Work request: Look through the lines below; wherever the word "SuccessCurve" appears, copy that line.
=-=-=
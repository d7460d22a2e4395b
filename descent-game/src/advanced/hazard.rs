//! Environmental hazards resolved by choosing a solution path.
use rand::RngCore;
use serde::{Deserialize, Serialize};

use super::{
    AdvancedEncounterError, AdvancedEncounterState, AdvancedOutcome, Curve, OptionBlueprint,
    OptionMenu, SelectableOption, SuccessCurve, build_options, resolve_risky_option,
};
use crate::constants::{HAZARD_DEPTH_EXPONENT, HAZARD_FORCED_RETREAT_DIFFICULTY};
use crate::encounter::EncounterReward;
use crate::failure::ConsequenceProfile;
use crate::numbers::{clamp_scalar, round_f64_to_u32};
use crate::rewards::{calculate_depth_scaling, depth_adjusted_scalar};

pub type SolutionPath = SelectableOption;

#[derive(Debug, Clone, Copy, PartialEq, Eq, Hash, Serialize, Deserialize)]
#[serde(rename_all = "snake_case")]
pub enum ObstacleType {
    CollapsedPassage,
    FloodedTunnel,
    UnstableBridge,
    ToxicVents,
    ArcaneBarrier,
}

impl ObstacleType {
    #[must_use]
    pub const fn key(self) -> &'static str {
        match self {
            Self::CollapsedPassage => "collapsed_passage",
            Self::FloodedTunnel => "flooded_tunnel",
            Self::UnstableBridge => "unstable_bridge",
            Self::ToxicVents => "toxic_vents",
            Self::ArcaneBarrier => "arcane_barrier",
        }
    }

    /// (reward weight, danger weight)
    const fn weights(self) -> (f64, f64) {
        match self {
            Self::CollapsedPassage => (1.0, 1.0),
            Self::FloodedTunnel => (1.1, 1.2),
            Self::UnstableBridge => (1.2, 1.4),
            Self::ToxicVents => (1.15, 1.3),
            Self::ArcaneBarrier => (1.4, 1.5),
        }
    }

    const fn specific_paths(self) -> &'static [OptionBlueprint] {
        match self {
            Self::CollapsedPassage => &COLLAPSED_PASSAGE_PATHS,
            Self::FloodedTunnel => &FLOODED_TUNNEL_PATHS,
            Self::UnstableBridge => &UNSTABLE_BRIDGE_PATHS,
            Self::ToxicVents => &TOXIC_VENTS_PATHS,
            Self::ArcaneBarrier => &ARCANE_BARRIER_PATHS,
        }
    }
}

#[derive(Debug, Clone, PartialEq, Serialize, Deserialize)]
pub struct HazardConfig {
    pub obstacle_type: ObstacleType,
    pub difficulty: f64,
    pub base_reward: EncounterReward,
    pub failure_consequence: ConsequenceProfile,
}

/// Build a hazard config whose numbers all rise with depth.
#[must_use]
pub fn create_hazard_config(
    obstacle_type: ObstacleType,
    base_difficulty: f64,
    depth: i32,
) -> HazardConfig {
    let difficulty = depth_adjusted_scalar(base_difficulty, depth, HAZARD_DEPTH_EXPONENT);
    let depth_scaling = calculate_depth_scaling(depth);
    let (reward_weight, danger_weight) = obstacle_type.weights();

    let base_reward = EncounterReward {
        energy: round_f64_to_u32(8.0 * difficulty.powf(0.5) * depth_scaling * reward_weight),
        xp: round_f64_to_u32(15.0 * difficulty.powf(0.6) * depth_scaling * reward_weight),
        items: Vec::new(),
    };
    let mut failure_consequence = ConsequenceProfile::for_depth(
        6.0 * danger_weight,
        0.05 * danger_weight,
        difficulty,
        0.5,
        depth,
    );
    failure_consequence.forced_retreat = difficulty >= HAZARD_FORCED_RETREAT_DIFFICULTY;

    HazardConfig {
        obstacle_type,
        difficulty,
        base_reward,
        failure_consequence,
    }
}

const GENERIC_PATHS: [OptionBlueprint; 3] = [
    OptionBlueprint {
        id: "careful_approach",
        name: "Careful Approach",
        description: "Test every handhold and take the slow way through.",
        cost: Curve::new(4.0, 0.6),
        success: SuccessCurve::new(0.95, 0.03, 1.0),
        reward_modifier: 0.8,
        consequence_modifier: 0.6,
        special_effect: None,
    },
    OptionBlueprint {
        id: "direct_approach",
        name: "Direct Approach",
        description: "Push straight through the obstacle.",
        cost: Curve::new(6.0, 0.5),
        success: SuccessCurve::new(0.85, 0.04, 1.0),
        reward_modifier: 1.2,
        consequence_modifier: 1.2,
        special_effect: None,
    },
    OptionBlueprint {
        id: "reckless_rush",
        name: "Reckless Rush",
        description: "Sprint for it and hope for the best.",
        cost: Curve::new(2.0, 0.4),
        success: SuccessCurve::new(0.7, 0.05, 1.0),
        reward_modifier: 1.8,
        consequence_modifier: 1.8,
        special_effect: Some("A failed rush forces a retreat"),
    },
];

const COLLAPSED_PASSAGE_PATHS: [OptionBlueprint; 2] = [
    OptionBlueprint {
        id: "dig_through",
        name: "Dig Through",
        description: "Clear the rubble stone by stone.",
        cost: Curve::new(10.0, 0.7),
        success: SuccessCurve::new(0.9, 0.02, 1.1),
        reward_modifier: 1.5,
        consequence_modifier: 1.0,
        special_effect: None,
    },
    OptionBlueprint {
        id: "find_crawlspace",
        name: "Find a Crawlspace",
        description: "Search the collapse for a gap to squeeze through.",
        cost: Curve::new(3.0, 0.5),
        success: SuccessCurve::new(0.8, 0.05, 0.9),
        reward_modifier: 1.0,
        consequence_modifier: 0.8,
        special_effect: Some("Reveals a hidden side passage"),
    },
];

const FLOODED_TUNNEL_PATHS: [OptionBlueprint; 2] = [
    OptionBlueprint {
        id: "swim_across",
        name: "Swim Across",
        description: "Dive in and swim for the far ledge.",
        cost: Curve::new(8.0, 0.6),
        success: SuccessCurve::new(0.75, 0.04, 1.0),
        reward_modifier: 1.4,
        consequence_modifier: 1.6,
        special_effect: None,
    },
    OptionBlueprint {
        id: "build_raft",
        name: "Build a Raft",
        description: "Lash driftwood together and paddle over.",
        cost: Curve::new(12.0, 0.6),
        success: SuccessCurve::new(0.92, 0.02, 1.0),
        reward_modifier: 1.1,
        consequence_modifier: 0.7,
        special_effect: None,
    },
];

const UNSTABLE_BRIDGE_PATHS: [OptionBlueprint; 1] = [OptionBlueprint {
    id: "sprint_across",
    name: "Sprint Across",
    description: "Cross before the planks give way.",
    cost: Curve::new(3.0, 0.4),
    success: SuccessCurve::new(0.65, 0.05, 1.0),
    reward_modifier: 1.6,
    consequence_modifier: 2.2,
    special_effect: Some("A fall sends the bridge into the abyss"),
}];

const TOXIC_VENTS_PATHS: [OptionBlueprint; 2] = [
    OptionBlueprint {
        id: "hold_breath",
        name: "Hold Your Breath",
        description: "Dash between eruptions without breathing.",
        cost: Curve::new(5.0, 0.6),
        success: SuccessCurve::new(0.8, 0.04, 1.0),
        reward_modifier: 1.3,
        consequence_modifier: 1.4,
        special_effect: None,
    },
    OptionBlueprint {
        id: "seal_vents",
        name: "Seal the Vents",
        description: "Plug the vents with clay before crossing.",
        cost: Curve::new(9.0, 0.7),
        success: SuccessCurve::new(0.88, 0.03, 1.0),
        reward_modifier: 1.2,
        consequence_modifier: 0.9,
        special_effect: None,
    },
];

const ARCANE_BARRIER_PATHS: [OptionBlueprint; 1] = [OptionBlueprint {
    id: "dispel_ward",
    name: "Dispel the Ward",
    description: "Unravel the barrier's runes one by one.",
    cost: Curve::new(7.0, 0.8),
    success: SuccessCurve::new(0.7, 0.03, 1.1),
    reward_modifier: 2.0,
    consequence_modifier: 2.4,
    special_effect: Some("Backlash seals the chamber"),
}];

/// One hazard instance and its path menu.
#[derive(Debug, Clone, PartialEq, Serialize, Deserialize)]
pub struct HazardEncounter {
    id: String,
    config: HazardConfig,
    menu: OptionMenu<SolutionPath>,
}

impl HazardEncounter {
    #[must_use]
    pub fn new(id: impl Into<String>, mut config: HazardConfig) -> Self {
        config.difficulty = clamp_scalar(config.difficulty);
        let paths = build_options(
            &GENERIC_PATHS,
            config.obstacle_type.specific_paths(),
            config.difficulty,
        );
        Self {
            id: id.into(),
            config,
            menu: OptionMenu::new(paths),
        }
    }

    #[must_use]
    pub fn id(&self) -> &str {
        &self.id
    }

    #[must_use]
    pub const fn config(&self) -> &HazardConfig {
        &self.config
    }

    #[must_use]
    pub fn paths(&self) -> &[SolutionPath] {
        self.menu.options()
    }

    #[must_use]
    pub fn selected_path(&self) -> Option<&SolutionPath> {
        self.menu.selected()
    }

    pub fn affordable_paths(&self, energy: u32) -> impl Iterator<Item = &SolutionPath> {
        self.menu.affordable(energy)
    }

    #[must_use]
    pub const fn is_resolved(&self) -> bool {
        self.menu.is_resolved()
    }

    pub fn select_path(&mut self, path_id: &str) -> bool {
        self.menu.select(path_id)
    }

    /// Roll the selected path once and cache the result.
    ///
    /// # Errors
    ///
    /// Returns [`AdvancedEncounterError::NoSelection`] if no path was selected.
    pub fn resolve<R: RngCore + ?Sized>(
        &mut self,
        rng: &mut R,
    ) -> Result<&AdvancedOutcome, AdvancedEncounterError> {
        let config = &self.config;
        self.menu.resolve_with(|path| {
            resolve_risky_option(
                path,
                &config.base_reward,
                &config.failure_consequence,
                rng,
            )
        })
    }

    #[must_use]
    pub fn state(&self) -> AdvancedEncounterState<HazardConfig, SolutionPath> {
        AdvancedEncounterState::capture(&self.id, &self.config, &self.menu)
    }
}

#[cfg(test)]
mod tests {
    use super::*;
    use crate::advanced::test_support::StubRng;
    use crate::encounter::OutcomeKind;

    #[test]
    fn deeper_config_scales_up() {
        let shallow = create_hazard_config(ObstacleType::CollapsedPassage, 5.0, 1);
        let deep = create_hazard_config(ObstacleType::CollapsedPassage, 5.0, 3);
        assert!(deep.difficulty > shallow.difficulty);
        assert!(deep.base_reward.xp > shallow.base_reward.xp);
        assert!(deep.base_reward.energy > shallow.base_reward.energy);
        assert!(deep.failure_consequence.energy_loss > shallow.failure_consequence.energy_loss);
        assert!(
            deep.failure_consequence.item_loss_risk > shallow.failure_consequence.item_loss_risk
        );
    }

    #[test]
    fn difficulty_is_clamped() {
        let capped = create_hazard_config(ObstacleType::ToxicVents, 42.0, 8);
        assert!((capped.difficulty - 10.0).abs() < f64::EPSILON);
        let floored = create_hazard_config(ObstacleType::ToxicVents, -3.0, 1);
        assert!((floored.difficulty - 1.0).abs() < f64::EPSILON);
        let brutal = create_hazard_config(ObstacleType::ArcaneBarrier, 10.0, 5);
        assert!(brutal.failure_consequence.forced_retreat);
    }

    #[test]
    fn hand_built_difficulty_is_clamped_on_construction() {
        let mut config = create_hazard_config(ObstacleType::ToxicVents, 5.0, 1);
        config.difficulty = 42.0;
        let hazard = HazardEncounter::new("h-wild", config);
        assert!((hazard.state().config.difficulty - 10.0).abs() < f64::EPSILON);
        let capped = HazardEncounter::new(
            "h-capped",
            create_hazard_config(ObstacleType::ToxicVents, 10.0, 1),
        );
        assert_eq!(hazard.paths(), capped.paths());

        let mut config = create_hazard_config(ObstacleType::ToxicVents, 5.0, 1);
        config.difficulty = f64::NAN;
        let hazard = HazardEncounter::new("h-nan", config);
        assert!((hazard.config().difficulty - 1.0).abs() < f64::EPSILON);
    }

    #[test]
    fn menu_has_generic_and_specific_paths() {
        let collapsed = HazardEncounter::new(
            "h-1",
            create_hazard_config(ObstacleType::CollapsedPassage, 4.0, 2),
        );
        let ids: Vec<&str> = collapsed.paths().iter().map(|p| p.id.as_str()).collect();
        assert_eq!(
            ids,
            vec![
                "careful_approach",
                "direct_approach",
                "reckless_rush",
                "dig_through",
                "find_crawlspace"
            ]
        );
        let bridge = HazardEncounter::new(
            "h-2",
            create_hazard_config(ObstacleType::UnstableBridge, 4.0, 2),
        );
        assert_eq!(bridge.paths().len(), 4);
    }

    #[test]
    fn harder_hazards_cost_more_and_succeed_less() {
        let easy_config = create_hazard_config(ObstacleType::FloodedTunnel, 2.0, 1);
        let hard_config = create_hazard_config(ObstacleType::FloodedTunnel, 8.0, 1);
        let easy = HazardEncounter::new("e", easy_config);
        let hard = HazardEncounter::new("h", hard_config);
        for (a, b) in easy.paths().iter().zip(hard.paths()) {
            assert_eq!(a.id, b.id);
            assert!(b.energy_cost >= a.energy_cost, "{} cost", a.id);
            assert!(b.success_rate < a.success_rate, "{} success", a.id);
        }
    }

    #[test]
    fn success_scales_reward() {
        let config = create_hazard_config(ObstacleType::CollapsedPassage, 5.0, 2);
        let mut hazard = HazardEncounter::new("h-ok", config.clone());
        assert!(hazard.select_path("dig_through"));
        let outcome = hazard.resolve(&mut StubRng::always_succeed()).unwrap();
        assert_eq!(outcome.kind, OutcomeKind::Success);
        let reward = outcome.reward.as_ref().unwrap();
        assert_eq!(
            reward.xp,
            round_f64_to_u32(f64::from(config.base_reward.xp) * 1.5)
        );
        assert!(outcome.consequences.is_none());
    }

    #[test]
    fn reckless_failure_forces_retreat() {
        let mut hazard = HazardEncounter::new(
            "h-fail",
            create_hazard_config(ObstacleType::CollapsedPassage, 3.0, 1),
        );
        hazard.select_path("reckless_rush");
        let outcome = hazard.resolve(&mut StubRng::always_fail()).unwrap();
        assert_eq!(outcome.kind, OutcomeKind::Failure);
        let consequences = outcome.consequences.as_ref().unwrap();
        assert!(consequences.forced_retreat);
        assert!(!consequences.encounter_lockout);
    }

    #[test]
    fn bridge_fall_locks_out() {
        let mut hazard = HazardEncounter::new(
            "h-bridge",
            create_hazard_config(ObstacleType::UnstableBridge, 3.0, 1),
        );
        hazard.select_path("sprint_across");
        let outcome = hazard.resolve(&mut StubRng::always_fail()).unwrap();
        let consequences = outcome.consequences.as_ref().unwrap();
        assert!(consequences.forced_retreat);
        assert!(consequences.encounter_lockout);
    }

    #[test]
    fn state_snapshot_tracks_lifecycle() {
        let mut hazard = HazardEncounter::new(
            "h-state",
            create_hazard_config(ObstacleType::ToxicVents, 5.0, 1),
        );
        let before = hazard.state();
        assert_eq!(before.id, "h-state");
        assert!(before.selected_option.is_none());
        assert!(!before.resolved);

        hazard.select_path("seal_vents");
        let _ = hazard.resolve(&mut StubRng::always_succeed()).unwrap();
        let after = hazard.state();
        assert_eq!(after.selected_option.as_deref(), Some("seal_vents"));
        assert!(after.resolved);
        assert!(after.outcome.is_some());
        assert_eq!(after.config.obstacle_type, ObstacleType::ToxicVents);
    }
}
=-=-=
Reply:
    OptionMenu, SelectableOption, SuccessCurve, build_options, resolve_risky_option,
        success: SuccessCurve::new(0.95, 0.03, 1.0),
        success: SuccessCurve::new(0.85, 0.04, 1.0),
        success: SuccessCurve::new(0.7, 0.05, 1.0),
        success: SuccessCurve::new(0.9, 0.02, 1.1),
        success: SuccessCurve::new(0.8, 0.05, 0.9),
        success: SuccessCurve::new(0.75, 0.04, 1.0),
        success: SuccessCurve::new(0.92, 0.02, 1.0),
    success: SuccessCurve::new(0.65, 0.05, 1.0),
        success: SuccessCurve::new(0.8, 0.04, 1.0),
        success: SuccessCurve::new(0.88, 0.03, 1.0),
    success: SuccessCurve::new(0.7, 0.03, 1.1),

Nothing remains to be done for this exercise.